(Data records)
┄┄┄┄┄┄┄┄┄┄
use std::sync::Arc;
use std::time::Duration;

use chrono::{DateTime, Utc};
use dashmap::DashMap;
use serde::Serialize;
use tokio::sync::{Mutex, Semaphore};
use tokio_util::sync::CancellationToken;

use crate::config::RunnerConfig;
use crate::error::{EngineError, Result};
use crate::scheduler::cleanup::sweep_terminal;
use crate::scheduler::job::{JobId, JobKind, JobPayload, JobRecord, JobStatus, OwnerScope};
use crate::scheduler::retry::{RetryDecision, RetryPolicy};
use crate::scheduler::store::JobStore;
use crate::worker::backend::BackendRegistry;
use crate::worker::executor::AttemptExecutor;

/// `last_error` of a job cancelled by its submitter.
pub const CANCELLED_REASON: &str = "cancelled";

/// `last_error` of a job whose attempt was cut short by a process restart.
pub const INTERRUPTED_REASON: &str = "interrupted";

/// Number of jobs in each status.
#[derive(Debug, Clone, Copy, Default, PartialEq, Eq, Serialize)]
pub struct JobStats {
    pub queued: usize,
    pub processing: usize,
    pub completed: usize,
    pub failed: usize,
}

impl JobStats {
    pub fn total(&self) -> usize {
        self.queued + self.processing + self.completed + self.failed
    }
}

/// Drives jobs through `Queued -> Processing -> {Completed | Queued | Failed}`.
///
/// Cheap to clone; all clones share the same store, backends and shutdown
/// token. Each attempt runs on its own task and retry delays are timers, so
/// one slow or backing-off job never holds up another.
#[derive(Clone)]
pub struct Runner {
    inner: Arc<RunnerInner>,
}

struct RunnerInner {
    store: Arc<dyn JobStore>,
    executor: AttemptExecutor,
    policy: RetryPolicy,
    default_max_attempts: u32,
    permits: Arc<Semaphore>,
    // Held for the whole read-modify-write of a transition, never across an attempt.
    guards: DashMap<JobId, Arc<Mutex<()>>>,
    shutdown: CancellationToken,
}

impl Runner {
    pub fn new(store: Arc<dyn JobStore>, backends: BackendRegistry, config: RunnerConfig) -> Self {
        Self::with_shutdown(store, backends, config, CancellationToken::new())
    }

    /// Build a runner that stops scheduling retries once `shutdown` is cancelled.
    pub fn with_shutdown(
        store: Arc<dyn JobStore>,
        backends: BackendRegistry,
        config: RunnerConfig,
        shutdown: CancellationToken,
    ) -> Self {
        Self {
            inner: Arc::new(RunnerInner {
                store,
                executor: AttemptExecutor::new(backends, config.attempt_timeout),
                policy: RetryPolicy::from_config(&config.retry),
                default_max_attempts: config.retry.default_max_attempts,
                permits: Arc::new(Semaphore::new(config.max_concurrency.max(1))),
                guards: DashMap::new(),
                shutdown,
            }),
        }
    }

    pub fn store(&self) -> &Arc<dyn JobStore> {
        &self.inner.store
    }

    pub fn backends(&self) -> &BackendRegistry {
        self.inner.executor.backends()
    }

    pub fn shutdown_token(&self) -> CancellationToken {
        self.inner.shutdown.clone()
    }

    /// Stop accepting submissions and abandon pending retry timers. Jobs
    /// waiting for a retry stay `Queued` in the store.
    pub fn shutdown(&self) {
        self.inner.shutdown.cancel();
    }

    /// Create a job and start its first attempt immediately.
    ///
    /// # Errors
    ///
    /// Fails synchronously when the kind has no backend, `max_attempts` is
    /// zero, or the payload is rejected. Execution failures are never
    /// reported here; they surface through the job's status.
    pub async fn submit(
        &self,
        kind: JobKind,
        owner: OwnerScope,
        payload: JobPayload,
        max_attempts: Option<u32>,
    ) -> Result<JobId> {
        if self.inner.shutdown.is_cancelled() {
            return Err(EngineError::ShuttingDown);
        }

        let backend = self
            .backends()
            .get(&kind)
            .ok_or_else(|| EngineError::UnknownKind(kind.clone()))?;

        let max_attempts = max_attempts.unwrap_or(self.inner.default_max_attempts);
        if max_attempts == 0 {
            return Err(EngineError::Validation(
                "max_attempts must be at least 1".to_string(),
            ));
        }
        if kind.requires_prompt() && payload.prompt.trim().is_empty() {
            return Err(EngineError::Validation(format!(
                "{} jobs require a prompt",
                kind
            )));
        }
        backend
            .validate(&kind, &payload)
            .map_err(|e| EngineError::Validation(e.to_string()))?;

        let record = JobRecord::new(kind, owner, payload, max_attempts);
        let id = record.id;
        tracing::info!(
            job_id = %id,
            kind = %record.kind,
            org_id = %record.owner.org_id,
            max_attempts,
            "Job submitted"
        );
        self.inner.store.put(record).await?;
        self.inner.dispatch(id, None);
        Ok(id)
    }

    pub async fn get_job(&self, id: &JobId) -> Result<JobRecord> {
        self.inner
            .store
            .get(id)
            .await?
            .ok_or(EngineError::JobNotFound(*id))
    }

    pub async fn list_by_owner(&self, owner: &OwnerScope) -> Result<Vec<JobRecord>> {
        self.inner.store.list_by_owner(owner).await
    }

    pub async fn list_by_status(&self, status: JobStatus) -> Result<Vec<JobRecord>> {
        self.inner.store.list_by_status(status).await
    }

    /// Mark a non-terminal job `Failed` with reason `"cancelled"`.
    ///
    /// Returns `Ok(false)` when the job is already terminal. An attempt that
    /// is still in flight keeps running, but its result is discarded.
    pub async fn cancel(&self, id: &JobId) -> Result<bool> {
        let applied = self
            .inner
            .update(id, |job| {
                if job.is_terminal() {
                    return None;
                }
                job.status = JobStatus::Failed;
                job.last_error = Some(CANCELLED_REASON.to_string());
                job.result_ref = None;
                Some(())
            })
            .await?;

        if let Some(((), job)) = &applied {
            tracing::info!(job_id = %id, attempt = job.attempt, "Job cancelled");
        }
        Ok(applied.is_some())
    }

    /// Delete terminal jobs last updated more than `retention` ago.
    pub async fn sweep(&self, retention: Duration) -> Result<usize> {
        self.sweep_at(Utc::now(), retention).await
    }

    /// [`sweep`](Self::sweep) against an explicit reference time.
    pub async fn sweep_at(&self, now: DateTime<Utc>, retention: Duration) -> Result<usize> {
        let removed = sweep_terminal(self.inner.store.as_ref(), now, retention).await?;
        for id in &removed {
            self.inner.release_guard(id);
        }
        Ok(removed.len())
    }

    pub async fn stats(&self) -> Result<JobStats> {
        let store = &self.inner.store;
        Ok(JobStats {
            queued: store.list_by_status(JobStatus::Queued).await?.len(),
            processing: store.list_by_status(JobStatus::Processing).await?.len(),
            completed: store.list_by_status(JobStatus::Completed).await?.len(),
            failed: store.list_by_status(JobStatus::Failed).await?.len(),
        })
    }

    /// Restart recovery for durable stores. Call once at startup, before any
    /// submission.
    ///
    /// Jobs left `Processing` by a previous process are re-queued (or failed
    /// if the interrupted attempt was their last), then every `Queued` job is
    /// dispatched. Returns the number of jobs dispatched.
    pub async fn resume_pending(&self) -> Result<usize> {
        for job in self.inner.store.list_by_status(JobStatus::Processing).await? {
            let outcome = self
                .inner
                .update(&job.id, |job| {
                    if job.status != JobStatus::Processing {
                        return None;
                    }
                    job.last_error = Some(INTERRUPTED_REASON.to_string());
                    job.status = if job.attempts_exhausted() {
                        JobStatus::Failed
                    } else {
                        JobStatus::Queued
                    };
                    Some(job.status)
                })
                .await?;
            if let Some((status, job)) = outcome {
                tracing::warn!(
                    job_id = %job.id,
                    attempt = job.attempt,
                    status = %status,
                    "Recovered interrupted job"
                );
            }
        }

        let queued = self.inner.store.list_by_status(JobStatus::Queued).await?;
        for job in &queued {
            self.inner.dispatch(job.id, None);
        }
        if !queued.is_empty() {
            tracing::info!(count = queued.len(), "Resumed queued jobs");
        }
        Ok(queued.len())
    }
}

impl RunnerInner {
    fn guard(&self, id: &JobId) -> Arc<Mutex<()>> {
        self.guards
            .entry(*id)
            .or_insert_with(|| Arc::new(Mutex::new(())))
            .value()
            .clone()
    }

    /// Drop the guard of a job that will never transition again, unless
    /// another caller still holds it.
    fn release_guard(&self, id: &JobId) {
        self.guards.remove_if(id, |_, guard| Arc::strong_count(guard) == 1);
    }

    /// Read-modify-write one record while holding its transition guard.
    ///
    /// `apply` returns `None` to leave the record untouched. Otherwise the
    /// record is stamped, stored whole, and returned with `apply`'s value.
    /// The guard is released once the record is missing or terminal.
    async fn update<T>(
        &self,
        id: &JobId,
        apply: impl FnOnce(&mut JobRecord) -> Option<T>,
    ) -> Result<Option<(T, JobRecord)>> {
        let guard = self.guard(id);
        let (outcome, settled) = {
            let _held = guard.lock().await;
            match self.store.get(id).await {
                Err(e) => (Err(e), false),
                Ok(None) => (Err(EngineError::JobNotFound(*id)), true),
                Ok(Some(mut record)) => match apply(&mut record) {
                    None => (Ok(None), record.is_terminal()),
                    Some(value) => {
                        record.touch();
                        match self.store.put(record.clone()).await {
                            Ok(()) => {
                                let settled = record.is_terminal();
                                (Ok(Some((value, record))), settled)
                            }
                            Err(e) => (Err(e), false),
                        }
                    }
                },
            }
        };

        drop(guard);
        if settled {
            self.release_guard(id);
        }
        outcome
    }

    fn dispatch(self: &Arc<Self>, id: JobId, delay: Option<Duration>) {
        let inner = Arc::clone(self);
        tokio::spawn(async move {
            if let Some(delay) = delay {
                tokio::select! {
                    _ = tokio::time::sleep(delay) => {}
                    _ = inner.shutdown.cancelled() => {
                        tracing::info!(job_id = %id, "Shutdown during backoff, job left queued");
                        return;
                    }
                }
            }
            inner.run_attempt(id).await;
        });
    }

    async fn run_attempt(self: Arc<Self>, id: JobId) {
        let Ok(_permit) = Arc::clone(&self.permits).acquire_owned().await else {
            return;
        };

        let started = self
            .update(&id, |job| {
                if job.status != JobStatus::Queued {
                    return None;
                }
                job.status = JobStatus::Processing;
                job.attempt += 1;
                Some((job.kind.clone(), job.payload.clone(), job.attempt))
            })
            .await;

        let (kind, payload, attempt) = match started {
            Ok(Some((started, _))) => started,
            Ok(None) => {
                tracing::debug!(job_id = %id, "Job no longer queued, attempt skipped");
                return;
            }
            Err(e) => {
                tracing::error!(job_id = %id, error = %e, "Failed to start job attempt");
                return;
            }
        };

        let outcome = self
            .executor
            .execute(&id.to_string(), &kind, &payload, attempt)
            .await;

        let policy = &self.policy;
        let finished = self
            .update(&id, |job| {
                // Cancelled (or recovered) while the attempt was in flight.
                if job.status != JobStatus::Processing || job.attempt != attempt {
                    return None;
                }
                match &outcome {
                    Ok(result_ref) => {
                        job.status = JobStatus::Completed;
                        job.result_ref = Some(result_ref.clone());
                        job.last_error = None;
                        Some(None)
                    }
                    Err(e) => {
                        job.last_error = Some(e.to_string());
                        let decision = if e.is_permanent() {
                            RetryDecision::GiveUp
                        } else {
                            policy.decide(job.attempt, job.max_attempts)
                        };
                        match decision {
                            RetryDecision::Retry(delay) => {
                                job.status = JobStatus::Queued;
                                Some(Some(policy.jittered(delay)))
                            }
                            RetryDecision::GiveUp => {
                                job.status = JobStatus::Failed;
                                Some(None)
                            }
                        }
                    }
                }
            })
            .await;

        match finished {
            Ok(Some((Some(delay), job))) => {
                tracing::info!(
                    job_id = %id,
                    attempt = job.attempt,
                    max_attempts = job.max_attempts,
                    delay_ms = delay.as_millis() as u64,
                    "Retrying job"
                );
                self.dispatch(id, Some(delay));
            }
            Ok(Some((None, job))) if job.status == JobStatus::Completed => {
                tracing::info!(job_id = %id, attempt = job.attempt, "Job completed");
            }
            Ok(Some((None, job))) => {
                tracing::error!(
                    job_id = %id,
                    attempt = job.attempt,
                    error = job.last_error.as_deref().unwrap_or_default(),
                    "Job failed after exhausting attempts"
                );
            }
            Ok(None) => {
                tracing::info!(job_id = %id, attempt, "Job no longer processing, attempt result discarded");
            }
            Err(e) => {
                tracing::error!(job_id = %id, error = %e, "Failed to record job attempt");
            }
        }
    }
}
┄┄┄┄┄┄┄┄┄┄
*TASK*: Please find how many lines in the records hold "GiveUp", then give that number with nothing else.

*REPLY TO THE TASK*: 2